From: Andrew J. Schorr
Subject: Re: Undetected fatal errors from redirected print
Date: Fri, 26 Nov 2021 11:28:14 -0500
User-agent: Mutt/1.5.21 (2010-09-15)

On Fri, Nov 26, 2021 at 03:51:07AM -0500, Miguel Pineiro Jr. wrote:
> It occurred to me, why not allow efwrite to finish what it started. At
> stream close, it can be called to flush its data and handle its errors.
> 
> Presently, print statement data may be written by efwrite, close_rp,
> and close_io (stdout), each with a different notion of what should
> be done when things don't go according to plan. It would be ideal
> if all print statement output were handled by a single code path,
> yielding consistent error handling and messaging.
> 
> Below you'll find a crude, minimal, proof-of-concept diff. The
> changes compiled cleanly, `make check` passed all tests, and my
> initial report's test script produced the expected output.
> 
> I overload efwrite's 'from' parameter.
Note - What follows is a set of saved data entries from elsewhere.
//! Audio capture and conditioning for the TempoVox pipeline.
//!
//! Live microphone input and WAV replay both land in a lock-free ring, get
//! re-framed into 10 ms hops at 16 kHz, and fan out over a broadcast
//! channel. Everything downstream of this crate sees one format.

pub mod capture;
pub mod chunker;
pub mod dc_blocker;
pub mod device;
pub mod frame_reader;
pub mod lookback;
pub mod resampler;
pub mod ring_buffer;
pub mod wav;

// Public API
pub use capture::{CaptureStats, CaptureThread, DeviceConfig};
pub use chunker::{ChunkerConfig, HopChunker, HopFrame, ResamplerQuality};
pub use dc_blocker::DcBlocker;
pub use device::{DeviceInfo, DeviceManager};
pub use frame_reader::{CapturedFrame, FrameReader};
pub use lookback::{LookbackRing, DEFAULT_LOOKBACK_SAMPLES};
pub use resampler::StreamResampler;
pub use ring_buffer::{SampleConsumer, SampleProducer, SampleRing};
pub use wav::{PlaybackMode, WavReplay};
use std::time::Duration;
use thiserror::Error;

#[derive(Error, Debug)]
pub enum AppError {
    #[error("Audio subsystem error: {0}")]
    Audio(#[from] AudioError),

    #[error("Configuration error: {0}")]
    Config(String),

    #[error("Template bank error: {0}")]
    Bank(String),

    #[error("Shutdown requested")]
    ShutdownRequested,

    #[error("Fatal error, cannot recover: {0}")]
    Fatal(String),

    #[error("Transient error, will retry: {0}")]
    Transient(String),
}

#[derive(Error, Debug)]
pub enum AudioError {
    #[error("Device not found: {name:?}")]
    DeviceNotFound { name: Option<String> },

    #[error("Device disconnected")]
    DeviceDisconnected,

    #[error("Format not supported: {format}")]
    FormatNotSupported { format: String },

    #[error("Buffer overflow, dropped {count} samples")]
    BufferOverflow { count: usize },

    #[error("WAV file error: {0}")]
    WavFile(String),

    #[error("CPAL error: {0}")]
    Cpal(#[from] cpal::StreamError),

    #[error("Build stream error: {0}")]
    BuildStream(#[from] cpal::BuildStreamError),

    #[error("Play stream error: {0}")]
    PlayStream(#[from] cpal::PlayStreamError),

    #[error("Supported stream configs error: {0}")]
    SupportedStreamConfigs(#[from] cpal::SupportedStreamConfigsError),

    #[error("Fatal error, cannot recover: {0}")]
    Fatal(String),
}

#[derive(Debug, Clone)]
pub enum RecoveryStrategy {
    Retry { max_attempts: u32, delay: Duration },
    Fallback { to: String },
    Restart,
    Ignore,
    Fatal,
}

impl AppError {
    pub fn recovery_strategy(&self) -> RecoveryStrategy {
        match self {
            AppError::Audio(AudioError::DeviceDisconnected) => RecoveryStrategy::Retry {
                max_attempts: 5,
                delay: Duration::from_secs(2),
            },
            AppError::Audio(AudioError::DeviceNotFound { .. }) => RecoveryStrategy::Fallback {
                to: "default".into(),
            },
            AppError::Audio(AudioError::BufferOverflow { .. }) => RecoveryStrategy::Ignore,
            AppError::Bank(_) => RecoveryStrategy::Ignore,
            AppError::Fatal(_) | AppError::ShutdownRequested => RecoveryStrategy::Fatal,
            _ => RecoveryStrategy::Restart,
        }
    }
}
If the name begins with an
> asterisk, it signals that the caller is closing the stream; there's
> no new data to print; and that efwrite must unconditionally flush
> the stream and handle any errors.
> 
> Though I appreciate its succinctness, I realize it's a hack. If
> the idea of using efwrite sounds good, but this approach does not,
> there are other options. Perhaps efwrite could gain a parameter. Or,
> efwrite's flushing and error handling code could be extracted into
> a function for use in efwrite, close_redir, and close_io.
> 
> To improve this patch, I'd delete the stdout handling code in
> close_io which the call to efwrite makes redundant. I'd also add
> commentary. I did neither to keep the patch as small as possible,
> in hopes of staying below the copyright assignment threshold. If
> someone wants to run with this, I'm sure they can whip it into shape.
> 
> This patch is based on the last version before the autotools bump in
> September: a08cc63b

Interesting. Do we actually need the goto in efwrite, or can we just
skip the fwrite call if count is 0? That way, we can avoid the ugliness
of testing the first character of `from'. See the attached patch.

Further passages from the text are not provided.